**Source material**
// SPDX-License-Identifier: Apache-2.0
// © James Ross Ω FLYING•ROBOTS <https://github.com/flyingrobots>
//! The world: actors, obstacles, effects, ground items, conditions, and the
//! journal, behind mutation primitives that record patches.
//!
//! Exactly one owner (the engine) mutates a world. All randomness flows
//! through named seed streams and the clock is injected, so stepping the
//! same world twice with the same commands is bit-identical.

mod conditions;
mod ground_items;
mod movement;
mod mutate;
mod obstacle;

pub use conditions::{Condition, ConditionError, ConditionSpec, CONDITION_BURNING};
pub use ground_items::GroundItemFailure;
pub use obstacle::{Obstacle, ObstacleKind};

use std::collections::BTreeMap;

use rustc_hash::FxHashMap;
use tracing::{debug, info};

use crate::actor::{Actor, Blackboard, Facing, NpcState, PathFollow, PlayerState};
use crate::ai::BehaviorLibrary;
use crate::command::{Command, CommandPayload, ConsoleCmd};
use crate::config::{ConfigError, WorldConfig};
use crate::contract::ContractRegistry;
use crate::coord::TILE_SIZE;
use crate::effect::instance::{EffectInstance, EffectSnapshot};
use crate::effect::intent::{EffectIntent, ProjectileTemplate, MELEE_COOLDOWN_TICKS};
use crate::events::EffectEndReason;
use crate::item::{
    GroundItem, Inventory, ItemCatalog, ItemStack, DEFAULT_INVENTORY_CAPACITY, ITEM_GOLD,
    ITEM_HEALTH_POTION,
};
use crate::journal::Journal;
use crate::nav::{Navmesh, DEFAULT_NAV_CELL};
use crate::prng::Prng;
use crate::snapshot::Keyframe;
use crate::spatial::SpatialIndex;

/// Gold seeded into a fresh player's inventory.
pub const JOIN_GOLD: u32 = 50;
/// Potions seeded into a fresh player's inventory.
pub const JOIN_POTIONS: u32 = 2;
/// Default player spawn position.
pub const DEFAULT_SPAWN: (f64, f64) = (200.0, 200.0);
/// Default player/NPC maximum health.
pub const DEFAULT_MAX_HEALTH: i64 = 100;
/// Pickup reach for console commands, world units.
pub const PICKUP_RANGE: f64 = 60.0;

/// Outcome of a console command, surfaced as a `console_ack`.
#[derive(Debug, Clone, PartialEq, Eq)]
pub struct ConsoleOutcome {
    /// Player that issued the command.
    pub player_id: String,
    /// The command.
    pub cmd: ConsoleCmd,
    /// `true` on success.
    pub ok: bool,
    /// Quantity moved, when meaningful.
    pub qty: u32,
    /// Failure reason string, empty on success.
    pub reason: String,
    /// Ground-item or inventory stack involved, when any.
    pub stack_id: Option<String>,
}

/// The authoritative world state.
#[derive(Debug)]
pub struct World {
    pub(crate) config: WorldConfig,
    pub(crate) tick: u64,
    pub(crate) now_ms: u64,
    pub(crate) players: BTreeMap<String, PlayerState>,
    pub(crate) npcs: BTreeMap<String, NpcState>,
    pub(crate) obstacles: Vec<Obstacle>,
    pub(crate) ground_items: BTreeMap<String, GroundItem>,
    pub(crate) tile_index: FxHashMap<(i64, i64), Vec<String>>,
    pub(crate) effects: BTreeMap<String, EffectInstance>,
    pub(crate) conditions: BTreeMap<(String, String), Condition>,
    pub(crate) journal: Journal,
    pub(crate) registry: ContractRegistry,
    pub(crate) catalog: ItemCatalog,
    pub(crate) spatial: SpatialIndex,
    pub(crate) nav: Navmesh,
    pub(crate) behaviors: BehaviorLibrary,
    pub(crate) rat_rng: Prng,
    pub(crate) scatter_rng: Prng,
    pub(crate) blood_rng: Prng,
    pub(crate) intents: Vec<EffectIntent>,
    pub(crate) pending_effect_ends: Vec<(String, EffectEndReason)>,
    pub(crate) effect_triggers: Vec<EffectSnapshot>,
    pub(crate) console_outcomes: Vec<ConsoleOutcome>,
    pub(crate) next_player_id: u64,
    pub(crate) next_npc_id: u64,
    pub(crate) next_effect_id: u64,
    pub(crate) next_ground_item_id: u64,
}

**What to do**
When the word "FxHashMap" shows up in a line of the material, count that line; report only the final number.

**Result below**
2